Dutch Conrad of Mid-America Conversion Services kicked off the afternoon session by asking how Environmental Management can reassure stakeholders that cleanup is not taking a back seat. Earlier in the Waste Management Symposia, Tim Walsh, the head of Environmental Management, said the office would soon change its name.
“I’m the cleanup guy,” DOE Hanford Field Office Site manager Ray Geimer said during an afternoon session at the Waste Management Symposia. Nuclear cleanup remains job No. 1 at Hanford, Geimer said.
Other Environmental Management site managers offered similar assurances.

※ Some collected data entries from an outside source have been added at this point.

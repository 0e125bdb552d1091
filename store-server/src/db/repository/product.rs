//! Product Repository
//!
//! Stock mutations are single-statement atomic updates so two
//! concurrent order transitions touching the same product cannot lose
//! each other's adjustment.

use surrealdb::{RecordId, Surreal};
use surrealdb::engine::local::Db;

use shared::util::now_millis;

use super::{BaseRepository, RepoError, RepoResult};
use crate::db::models::{Product, ProductCreate, ProductUpdate};

pub const PRODUCT_TABLE: &str = "product";

#[derive(Clone)]
pub struct ProductRepository {
    base: BaseRepository,
}

impl ProductRepository {
    pub fn new(db: Surreal<Db>) -> Self {
        Self {
            base: BaseRepository::new(db),
        }
    }

    /// Find all active products, newest first
    pub async fn find_all(&self) -> RepoResult<Vec<Product>> {
        let products: Vec<Product> = self
            .base
            .db()
            .query("SELECT * FROM product WHERE is_active = true ORDER BY created_at DESC")
            .await?
            .take(0)?;
        Ok(products)
    }

    pub async fn find_by_id(&self, id: &RecordId) -> RepoResult<Option<Product>> {
        let product: Option<Product> = self.base.db().select(id.clone()).await?;
        Ok(product)
    }

    pub async fn create(&self, data: ProductCreate) -> RepoResult<Product> {
        if data.title.trim().is_empty() {
            return Err(RepoError::Validation("title must not be empty".into()));
        }
        if data.price.is_sign_negative() {
            return Err(RepoError::Validation("price cannot be negative".into()));
        }
        if data.stock.is_some_and(|s| s < 0) {
            return Err(RepoError::Validation("stock cannot be negative".into()));
        }

        let product = Product {
            id: None,
            title: data.title,
            description: data.description.unwrap_or_default(),
            image: data.image.unwrap_or_default(),
            price: data.price,
            stock: data.stock.unwrap_or(0),
            is_active: true,
            created_at: now_millis(),
        };

        let created: Option<Product> = self
            .base
            .db()
            .create(PRODUCT_TABLE)
            .content(product)
            .await?;

        created.ok_or_else(|| RepoError::Database("Failed to create product".to_string()))
    }

    pub async fn update(&self, id: &RecordId, data: ProductUpdate) -> RepoResult<Product> {
        let mut product = self
            .find_by_id(id)
            .await?
            .ok_or_else(|| RepoError::NotFound(format!("Product {id} not found")))?;

        if let Some(title) = data.title {
            product.title = title;
        }
        if let Some(description) = data.description {
            product.description = description;
        }
        if let Some(image) = data.image {
            product.image = image;
        }
        if let Some(price) = data.price {
            if price.is_sign_negative() {
                return Err(RepoError::Validation("price cannot be negative".into()));
            }
            product.price = price;
        }
        if let Some(stock) = data.stock {
            if stock < 0 {
                return Err(RepoError::Validation("stock cannot be negative".into()));
            }
            product.stock = stock;
        }
        if let Some(is_active) = data.is_active {
            product.is_active = is_active;
        }

        let updated: Option<Product> = self
            .base
            .db()
            .update(id.clone())
            .content(product)
            .await?;
        updated.ok_or_else(|| RepoError::NotFound(format!("Product {id} not found")))
    }

    /// Hard delete a product
    pub async fn delete(&self, id: &RecordId) -> RepoResult<()> {
        let deleted: Option<Product> = self.base.db().delete(id.clone()).await?;
        if deleted.is_none() {
            return Err(RepoError::NotFound(format!("Product {id} not found")));
        }
        Ok(())
    }

    /// Atomically decrement stock, clamping at zero.
    ///
    /// Returns `None` when the product does not exist.
    pub async fn decrement_stock(&self, id: &RecordId, qty: i64) -> RepoResult<Option<Product>> {
        let mut result = self
            .base
            .db()
            .query("UPDATE $product SET stock = math::max(stock - $qty, 0) RETURN AFTER")
            .bind(("product", id.clone()))
            .bind(("qty", qty))
            .await?;
        let products: Vec<Product> = result.take(0)?;
        Ok(products.into_iter().next())
    }

    /// Atomically increment stock (no clamp).
    ///
    /// Returns `None` when the product does not exist.
    pub async fn increment_stock(&self, id: &RecordId, qty: i64) -> RepoResult<Option<Product>> {
        let mut result = self
            .base
            .db()
            .query("UPDATE $product SET stock = stock + $qty RETURN AFTER")
            .bind(("product", id.clone()))
            .bind(("qty", qty))
            .await?;
        let products: Vec<Product> = result.take(0)?;
        Ok(products.into_iter().next())
    }
}

#[cfg(test)]
mod tests {
    use super::*;
    use crate::db::DbService;
    use rust_decimal::Decimal;

    async fn repo() -> ProductRepository {
        let service = DbService::memory().await.unwrap();
        ProductRepository::new(service.db)
    }

    async fn seed(repo: &ProductRepository, stock: i64) -> Product {
        repo.create(ProductCreate {
            title: "Linen Shirt".into(),
            description: None,
            image: None,
            price: Decimal::new(4995, 2),
            stock: Some(stock),
        })
        .await
        .unwrap()
    }

    #[tokio::test]
    async fn decrement_clamps_at_zero() {
        let repo = repo().await;
        let product = seed(&repo, 5).await;
        let id = product.id.unwrap();

        let after = repo.decrement_stock(&id, 3).await.unwrap().unwrap();
        assert_eq!(after.stock, 2);

        let after = repo.decrement_stock(&id, 10).await.unwrap().unwrap();
        assert_eq!(after.stock, 0);
    }

    #[tokio::test]
    async fn increment_restores_exactly() {
        let repo = repo().await;
        let product = seed(&repo, 2).await;
        let id = product.id.unwrap();

        let after = repo.increment_stock(&id, 3).await.unwrap().unwrap();
        assert_eq!(after.stock, 5);
    }

    #[tokio::test]
    async fn stock_ops_report_missing_products() {
        let repo = repo().await;
        let ghost = RecordId::from_table_key(PRODUCT_TABLE, "missing");
        assert!(repo.decrement_stock(&ghost, 1).await.unwrap().is_none());
        assert!(repo.increment_stock(&ghost, 1).await.unwrap().is_none());
    }
}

The public should be pointed to many old contaminated facilities that have been taken down, said Erik Olds, DOE’s manager of the Oak Ridge Site in Tennessee and acting head of the Portsmouth Paducah Project Office.
There is no longer a contaminated old gasification diffusion plant at Oak Ridge, while the Portsmouth Site in Ohio has taken down the X-333 process plant, Olds said.
Environmental Management can assure public confidence in cleanup by delivering results, said Edwin DeShong, EM’s field office manager at the Savannah River Site in South Carolina. Savannah River has already added solar energy projects and is working on nuclear power and data centers. Most of the land at the 310-square mile site is still available for development, he said.
Various site managers also said that Walsh is pushing Environmental Management to get many top cleanup projects done by 2040.
Article corrected for spelling errors on March 10.